● REQUIRED ACTION
Comb through the entries for "Duration" and pull out each line that holds it.

● RECORDS FOR PROCESSING

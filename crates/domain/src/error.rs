//! Domain error types

use thiserror::Error;

/// Domain-level errors that can occur during validation.
#[derive(Debug, Error, Clone, PartialEq, Eq)]
pub enum DomainError {
    /// A color string is not `#rrggbb` hex notation.
    #[error("invalid color: {0}")]
    InvalidColor(String),

    /// A user-visible retry-prompt field is blank.
    #[error("retry prompt field `{0}` must not be empty")]
    EmptyPromptField(&'static str),
}

/// Result type alias for domain operations.
pub type DomainResult<T> = Result<T, DomainError>;
impl<P, O, R, C> GateCore<P, O, R, C>
where
    P: CredentialProvider + 'static,
    O: OverlayPresenter + 'static,
    R: SettingsRouter + 'static,
    C: Clock + 'static,
{
    fn state(&self) -> MutexGuard<'_, GateState> {
        self.state.lock().unwrap_or_else(PoisonError::into_inner)
    }

    fn hook_slot(&self) -> MutexGuard<'_, Option<UnlockHook>> {
        self.unlock_hook
            .lock()
            .unwrap_or_else(PoisonError::into_inner)
    }

    fn unlock_hook(&self) -> Option<UnlockHook> {
        self.hook_slot().clone()
    }

    fn authenticate(&self, callbacks: AttemptCallbacks) {
        let success = {
            let mut state = self.state();
            if state.lock.is_unlocked() {
                callbacks.on_success
            } else if state.attempt.is_in_flight() {
                debug!("duplicate authenticate call absorbed");
                return;
            } else {
                self.begin_attempt(&mut state, callbacks);
                return;
            }
        };
        if let Some(success) = success {
            success();
        }
    }

    /// Starts a credential check. Caller holds the state lock and has
    /// already ruled out an in-flight attempt.
    fn begin_attempt(&self, state: &mut GateState, callbacks: AttemptCallbacks) {
        let id = AttemptId::new();
        state.attempt = AttemptState::InFlight { id };
        state.interrupted = false;
        self.set_lock(state, LockState::Locked(LockPhase::Attempting));
        self.overlay.show();
        debug!(%id, "credential attempt started");

        let Some(core) = self.weak.upgrade() else {
            return;
        };
        let challenge = self.config.challenge();
        self.runtime.spawn(async move {
            let outcome = core.provider.check(&challenge).await;
            core.complete(id, outcome, callbacks);
        });
    }

    /// Delivers a provider result back into the serialized state.
    fn complete(&self, id: AttemptId, outcome: CredentialOutcome, callbacks: AttemptCallbacks) {
        let notifications = {
            let mut state = self.state();
            if state.attempt.id() != Some(id) {
                debug!(%id, "stale credential result discarded");
                return;
            }
            if !state.in_foreground {
                debug!(%id, "result arrived while backgrounded; deferring");
                state.deferred = Some(Deferred { outcome, callbacks });
                return;
            }
            self.apply_outcome(&mut state, outcome, callbacks)
        };
        notifications.dispatch();
    }

    /// Applies a provider result while in the foreground. Caller holds
    /// the state lock; the returned host callbacks fire after release.
    fn apply_outcome(
        &self,
        state: &mut GateState,
        outcome: CredentialOutcome,
        mut callbacks: AttemptCallbacks,
    ) -> Notifications {
        state.attempt = AttemptState::Idle;
        state.interrupted = false;

        let mut notifications = Notifications {
            hook: None,
            success: None,
            failure: None,
        };
        match outcome {
            CredentialOutcome::Granted => {
                self.set_lock(state, LockState::Unlocked);
                self.overlay.hide();
                info!("unlocked");
                notifications.hook = self.unlock_hook();
                notifications.success = callbacks.on_success.take();
            }
            CredentialOutcome::Denied(reason) if reason.is_cancellation() => {
                self.set_lock(state, LockState::Locked(LockPhase::RetryPending));
                self.overlay
                    .show_with_retry(&self.config.retry_prompt, self.retry_action());
                debug!(%reason, "attempt cancelled, retry surfaced");
            }
            CredentialOutcome::Denied(reason) => {
                self.set_lock(state, LockState::Locked(LockPhase::NoAttempt));
                self.overlay.show();
                warn!(%reason, "credential denied");
                if let Some(failure) = callbacks.on_failure.take() {
                    notifications.failure = Some((failure, GateError::Denied(reason)));
                }
            }
            CredentialOutcome::Unavailable(reason) => {
                self.set_lock(state, LockState::Locked(LockPhase::NoAttempt));
                self.overlay.show();
                warn!(%reason, "credential check unavailable");
                if reason == UnavailableReason::NoCredentialEnrolled {
                    if let Err(error) = self.settings.open_credential_settings() {
                        warn!(%error, "settings redirect failed");
                    }
                }
                if let Some(failure) = callbacks.on_failure.take() {
                    notifications.failure = Some((failure, GateError::Unavailable(reason)));
                }
            }
        }
        notifications
    }

    fn handle_event(&self, event: LifecycleEvent) {
        match event {
            LifecycleEvent::EnteredBackground => self.entered_background(),
            LifecycleEvent::WillEnterForeground => self.will_enter_foreground(),
        }
    }

    fn entered_background(&self) {
        let mut state = self.state();
        state.in_foreground = false;
        // A repeated background event keeps the original trip start.
        if state.background_at.is_none() {
            state.background_at = Some(self.clock.now());
        }
        if state.attempt.is_in_flight() {
            state.interrupted = true;
            debug!("backgrounded with attempt in flight");
        }
        if state.lock.is_unlocked() && self.config.relock == RelockPolicy::OnBackground {
            self.set_lock(&mut state, LockState::Locked(LockPhase::NoAttempt));
            state.rearmed = true;
            self.overlay.show();
            debug!("re-armed on background");
        }
    }

    fn will_enter_foreground(&self) {
        let notifications = {
            let mut state = self.state();
            state.in_foreground = true;
            let backgrounded_for = state
                .background_at
                .take()
                .map(|at| (self.clock.now() - at).to_std().unwrap_or(Duration::ZERO));

            if let Some(deferred) = state.deferred.take() {
                // The user proved presence while backgrounded; apply the
                // stored result and skip the relock check for this cycle.
                state.rearmed = false;
                Some(self.apply_outcome(&mut state, deferred.outcome, deferred.callbacks))
            } else {
                // A foreground event without a background trip (e.g. at
                // launch) never re-arms an unlocked gate.
                if let Some(elapsed) = backgrounded_for {
                    if state.lock.is_unlocked() && self.config.relock.rearms_after(elapsed) {
                        self.set_lock(&mut state, LockState::Locked(LockPhase::NoAttempt));
                        state.rearmed = true;
                        self.overlay.show();
                        debug!("re-armed on foreground entry");
                    }
                }
                match state.lock {
                    LockState::Unlocked => {}
                    LockState::Locked(LockPhase::Attempting) => {
                        if state.interrupted {
                            // The system likely tore the prompt down while
                            // backgrounded; the outstanding result will
                            // still be accepted whenever it resolves.
                            self.overlay
                                .show_with_retry(&self.config.retry_prompt, self.retry_action());
                        }
                    }
                    LockState::Locked(LockPhase::RetryPending) => {
                        self.overlay
                            .show_with_retry(&self.config.retry_prompt, self.retry_action());
                    }
                    LockState::Locked(LockPhase::NoAttempt) => {
                        let due = state.interrupted
                            || state.rearmed
                            || self.config.relock == RelockPolicy::OnBackground;
                        if due {
                            state.interrupted = false;
                            self.begin_attempt(&mut state, AttemptCallbacks::none());
                        }
                    }
                }
                state.rearmed = false;
                None
            }
        };
        if let Some(notifications) = notifications {
            notifications.dispatch();
        }
    }

    fn set_lock(&self, state: &mut GateState, lock: LockState) {
        if state.lock != lock {
            debug!(from = state.lock.describe(), to = lock.describe(), "lock state changed");
            state.lock = lock;
            self.state_tx.send_replace(lock);
        }
    }

    fn retry_action(&self) -> RetryAction {
        let weak = self.weak.clone();
        Box::new(move || {
            if let Some(core) = weak.upgrade() {
                core.authenticate(AttemptCallbacks::none());
            }
        })
    }
}
impl DatasetClient {
    /// Connect to the engine described by `config`.
    ///
    /// # Errors
    ///
    /// Returns [`ClientError::Connect`] if no channel can be established.
    pub async fn connect(config: &ClientConfig) -> Result<Self, ClientError> {
        let engine = GrpcEngine::connect(config).await?;
        Ok(Self::new(Arc::new(engine), ClientOptions::from(config)))
    }

    /// Wrap an already connected engine.
    #[must_use]
    pub fn new(engine: Arc<dyn RemoteEngine>, options: ClientOptions) -> Self {
        let session = Uuid::new_v4();
        tracing::info!(
            %session,
            max_concurrent = options.max_concurrent,
            "Dataset client ready"
        );
        Self {
            engine,
            gate: Arc::new(CallGate::new(options.max_concurrent)),
            options,
            active: Arc::new(ActiveHandleSet::new()),
            heartbeats: Mutex::new(HashMap::new()),
            shutdown: CancellationToken::new(),
            closed: AtomicBool::new(false),
            session,
        }
    }

    /// Client options.
    #[must_use]
    pub const fn options(&self) -> &ClientOptions {
        &self.options
    }

    /// Session identifier used in logs.
    #[must_use]
    pub const fn session(&self) -> Uuid {
        self.session
    }

    /// Whether `close` has been called.
    #[must_use]
    pub fn is_closed(&self) -> bool {
        self.closed.load(Ordering::SeqCst)
    }

    /// Remote calls currently in flight.
    #[must_use]
    pub fn in_flight(&self) -> usize {
        self.gate.in_flight()
    }

    /// Handles created and not yet released, sorted.
    #[must_use]
    pub fn active_handles(&self) -> Vec<RemoteHandle> {
        self.active.snapshot()
    }

    /// Whether `handle` is tracked by this client.
    #[must_use]
    pub fn is_tracked(&self, handle: &RemoteHandle) -> bool {
        self.active.contains(handle)
    }

    /// Load a dataset and track the new handle. An empty `columns` reads all.
    ///
    /// # Errors
    ///
    /// Returns the engine's error, or [`ClientError::Closed`]. A dataset
    /// whose creation finishes after `close` is released again and reported
    /// as [`ClientError::Closed`].
    pub async fn read_remote(
        &self,
        path: &str,
        columns: &[String],
    ) -> Result<RemoteHandle, ClientError> {
        let handle = self.call("read", self.engine.read(path, columns)).await?;
        self.track(&handle).await?;
        tracing::debug!(%handle, path, "Dataset loaded");
        Ok(handle)
    }

    /// Read every path concurrently. Results line up with `paths`.
    pub async fn batch_read(
        &self,
        paths: &[String],
        columns: &[String],
    ) -> Vec<Result<RemoteHandle, ClientError>> {
        join_all(paths.iter().map(|path| self.read_remote(path, columns))).await
    }

    /// Derive a dataset holding only `columns` and track it.
    ///
    /// # Errors
    ///
    /// Returns the engine's error, or [`ClientError::Closed`].
    pub async fn select(
        &self,
        handle: &RemoteHandle,
        columns: &[String],
    ) -> Result<RemoteHandle, ClientError> {
        let derived = self.call("select", self.engine.select(handle, columns)).await?;
        self.track(&derived).await?;
        Ok(derived)
    }

    /// `(rows, columns)` of a dataset.
    ///
    /// # Errors
    ///
    /// Returns the engine's error, or [`ClientError::Closed`].
    pub async fn shape(&self, handle: &RemoteHandle) -> Result<(u64, u64), ClientError> {
        self.call("shape", self.engine.shape(handle)).await
    }

    /// Fetch a whole dataset.
    ///
    /// The call slot is held until the last chunk has arrived. No partial
    /// table is ever returned.
    ///
    /// # Errors
    ///
    /// Returns [`ClientError::NoData`] if the stream decoded to no batch,
    /// [`ClientError::MemoryLimit`] past the configured ceiling, or the first
    /// transport or decode error.
    pub async fn collect(&self, handle: &RemoteHandle) -> Result<RecordBatchSet, ClientError> {
        self.ensure_open()?;
        let _pass = self.gate.enter().await?;
        let result = match self.engine.collect(handle).await {
            Ok(chunks) => self.reassemble(chunks).await,
            Err(e) => Err(e),
        };
        metrics::record_remote_call("collect", result.is_ok());
        result
    }

    /// Collect every handle concurrently. Results line up with `handles`.
    pub async fn batch_collect(
        &self,
        handles: &[RemoteHandle],
    ) -> Vec<Result<RecordBatchSet, ClientError>> {
        join_all(handles.iter().map(|handle| self.collect(handle))).await
    }

    /// Yield record batches as chunks arrive.
    ///
    /// The stream owns its call slot; dropping it early cancels the server
    /// stream and frees the slot.
    ///
    /// # Errors
    ///
    /// Returns an error if the stream cannot be opened.
    pub async fn stream_collect(
        &self,
        handle: &RemoteHandle,
    ) -> Result<BoxStream<'static, Result<RecordBatch, ClientError>>, ClientError> {
        self.ensure_open()?;
        let pass = self.gate.enter().await?;
        let chunks = self.engine.collect(handle).await.inspect_err(|_| {
            metrics::record_remote_call("stream_collect", false);
        })?;
        metrics::record_remote_call("stream_collect", true);

        let batches = chunks
            .and_then(|bytes| async move { columnar::decode_ipc(&bytes).map_err(ClientError::from) })
            .map_ok(|batches| stream::iter(batches.into_iter().map(Ok)))
            .try_flatten()
            .map(move |item| {
                let _held = &pass;
                item
            });
        Ok(batches.boxed())
    }

    /// Release a tracked handle and stop its heartbeat.
    ///
    /// A handle the engine reports as gone is untracked as well. Any other
    /// failure leaves the handle tracked so `close` releases it later.
    ///
    /// # Errors
    ///
    /// Returns [`ClientError::HandleNotFound`] if the handle is not tracked
    /// (never created here, or already released), or the engine's error.
    pub async fn drop_handle(&self, handle: &RemoteHandle) -> Result<(), ClientError> {
        self.ensure_open()?;
        if !self.active.remove(handle) {
            return Err(ClientError::HandleNotFound(handle.to_string()));
        }
        match self.call("drop_handle", self.engine.drop_handle(handle)).await {
            Err(e) if !e.is_handle_lost() => {
                if !self.is_closed() {
                    self.active.insert(handle.clone());
                }
                Err(e)
            }
            result => {
                self.stop_heartbeat(handle);
                result
            }
        }
    }

    /// Keep `handle` alive by renewing it every `interval` until shutdown or
    /// the handle is lost. Replaces any heartbeat already running for it.
    ///
    /// # Errors
    ///
    /// Returns [`ClientError::Closed`] after `close`.
    pub fn start_heartbeat(
        &self,
        handle: &RemoteHandle,
        interval: Duration,
    ) -> Result<HeartbeatTask, ClientError> {
        self.ensure_open()?;
        let (supervisor, task) = HeartbeatSupervisor::new(
            handle.clone(),
            interval,
            Arc::clone(&self.engine),
            Arc::clone(&self.gate),
            Arc::clone(&self.active),
            self.shutdown.child_token(),
        );
        let join = tokio::spawn(supervisor.run());

        let previous = {
            let mut heartbeats = self.heartbeats.lock();
            heartbeats.retain(|_, hb| !hb.join.is_finished());
            heartbeats.insert(
                handle.clone(),
                RunningHeartbeat {
                    task: task.clone(),
                    join,
                },
            )
        };
        if let Some(previous) = previous {
            previous.task.cancel();
        }
        tracing::debug!(%handle, interval_secs = interval.as_secs(), "Heartbeat started");
        Ok(task)
    }

    /// Persist events as one new dataset and track it.
    ///
    /// # Errors
    ///
    /// Returns a decode error if the events cannot be encoded, or the
    /// engine's error.
    pub async fn persist_batch(&self, events: &[StreamEvent]) -> Result<RemoteHandle, ClientError> {
        let batch = columnar::events_to_record_batch(events)?;
        let payload = columnar::encode_ipc(&batch)?;
        let handle = self
            .call("create_from_arrow", self.engine.create_from_arrow(payload))
            .await?;
        self.track(&handle).await?;
        Ok(handle)
    }

    /// Write a dataset to Parquet on the engine host. Returns rows written.
    ///
    /// # Errors
    ///
    /// Returns the engine's error, or [`ClientError::Closed`].
    pub async fn write_parquet(&self, handle: &RemoteHandle, path: &str) -> Result<u64, ClientError> {
        self.call("write_parquet", self.engine.write_parquet(handle, path)).await
    }

    /// Shut down: cancel heartbeats, wait up to the grace period for them,
    /// release every tracked handle concurrently, then disconnect.
    ///
    /// Release failures are logged and swallowed; the engine expires
    /// unrenewed handles on its own. Calling `close` again is a no-op.
    pub async fn close(&self) -> CloseReport {
        if self.closed.swap(true, Ordering::SeqCst) {
            return CloseReport::default();
        }
        tracing::info!(session = %self.session, "Closing dataset client");
        self.shutdown.cancel();

        let mut report = CloseReport::default();
        let running: Vec<RunningHeartbeat> =
            self.heartbeats.lock().drain().map(|(_, hb)| hb).collect();
        let aborts: Vec<_> = running.iter().map(|hb| hb.join.abort_handle()).collect();
        let joins = running.into_iter().map(|hb| hb.join);

        match tokio::time::timeout(self.options.shutdown_grace, join_all(joins)).await {
            Ok(results) => report.heartbeats_stopped = results.len(),
            Err(_) => {
                tracing::warn!(
                    grace_secs = self.options.shutdown_grace.as_secs(),
                    "Heartbeats did not stop within the grace period; aborting"
                );
                for abort in &aborts {
                    if !abort.is_finished() {
                        abort.abort();
                        report.heartbeats_aborted += 1;
                    }
                }
                report.heartbeats_stopped = aborts.len() - report.heartbeats_aborted;
            }
        }

        let handles = self.active.drain();
        let releases = handles.iter().map(|handle| async move {
            let released = match self.gate.enter().await {
                Ok(_pass) => self.engine.drop_handle(handle).await,
                Err(e) => Err(e),
            };
            if let Err(e) = &released {
                tracing::debug!(%handle, error = %e, "Release on close failed");
            }
            released.is_ok()
        });
        for released in join_all(releases).await {
            if released {
                report.handles_dropped += 1;
            } else {
                report.drop_failures += 1;
            }
        }

        self.gate.close();
        self.engine.disconnect().await;
        tracing::info!(
            session = %self.session,
            heartbeats_stopped = report.heartbeats_stopped,
            heartbeats_aborted = report.heartbeats_aborted,
            handles_dropped = report.handles_dropped,
            drop_failures = report.drop_failures,
            "Dataset client closed"
        );
        report
    }

    fn ensure_open(&self) -> Result<(), ClientError> {
        if self.is_closed() {
            Err(ClientError::Closed)
        } else {
            Ok(())
        }
    }

    /// Track a freshly created handle. Once the client is closed the handle
    /// is released instead, since `close` has already drained the set.
    async fn track(&self, handle: &RemoteHandle) -> Result<(), ClientError> {
        self.active.insert(handle.clone());
        if !self.is_closed() {
            return Ok(());
        }
        if self.active.remove(handle) {
            match self.engine.drop_handle(handle).await {
                Ok(()) => tracing::debug!(%handle, "Released handle created during close"),
                Err(e) => tracing::debug!(%handle, error = %e, "Release after close failed"),
            }
        }
        Err(ClientError::Closed)
    }

    #[cfg(test)]
    fn registered_heartbeats(&self) -> usize {
        self.heartbeats.lock().len()
    }

    fn stop_heartbeat(&self, handle: &RemoteHandle) {
        if let Some(hb) = self.heartbeats.lock().remove(handle) {
            hb.task.cancel();
        }
    }

    async fn call<T>(
        &self,
        operation: &'static str,
        request: impl Future<Output = Result<T, ClientError>>,
    ) -> Result<T, ClientError> {
        self.ensure_open()?;
        let _pass = self.gate.enter().await?;
        let result = request.await;
        metrics::record_remote_call(operation, result.is_ok());
        if let Err(e) = &result {
            tracing::debug!(operation, error = %e, "Remote call failed");
        }
        result
    }

    async fn reassemble(&self, mut chunks: ChunkStream) -> Result<RecordBatchSet, ClientError> {
        let limit = self.options.max_collect_bytes;
        let mut received = 0usize;
        let mut batches = Vec::new();

        while let Some(chunk) = chunks.next().await {
            let bytes = chunk?;
            received = received.saturating_add(bytes.len());
            if received > limit {
                return Err(ClientError::MemoryLimit { received, limit });
            }
            batches.extend(columnar::decode_ipc(&bytes)?);
        }

        let Some(schema) = batches.first().map(RecordBatch::schema) else {
            return Err(ClientError::NoData);
        };
        Ok(RecordBatchSet::new(schema, batches))
    }
}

● WRITTEN SOLUTION
                .map(|at| (self.clock.now() - at).to_std().unwrap_or(Duration::ZERO));
        interval: Duration,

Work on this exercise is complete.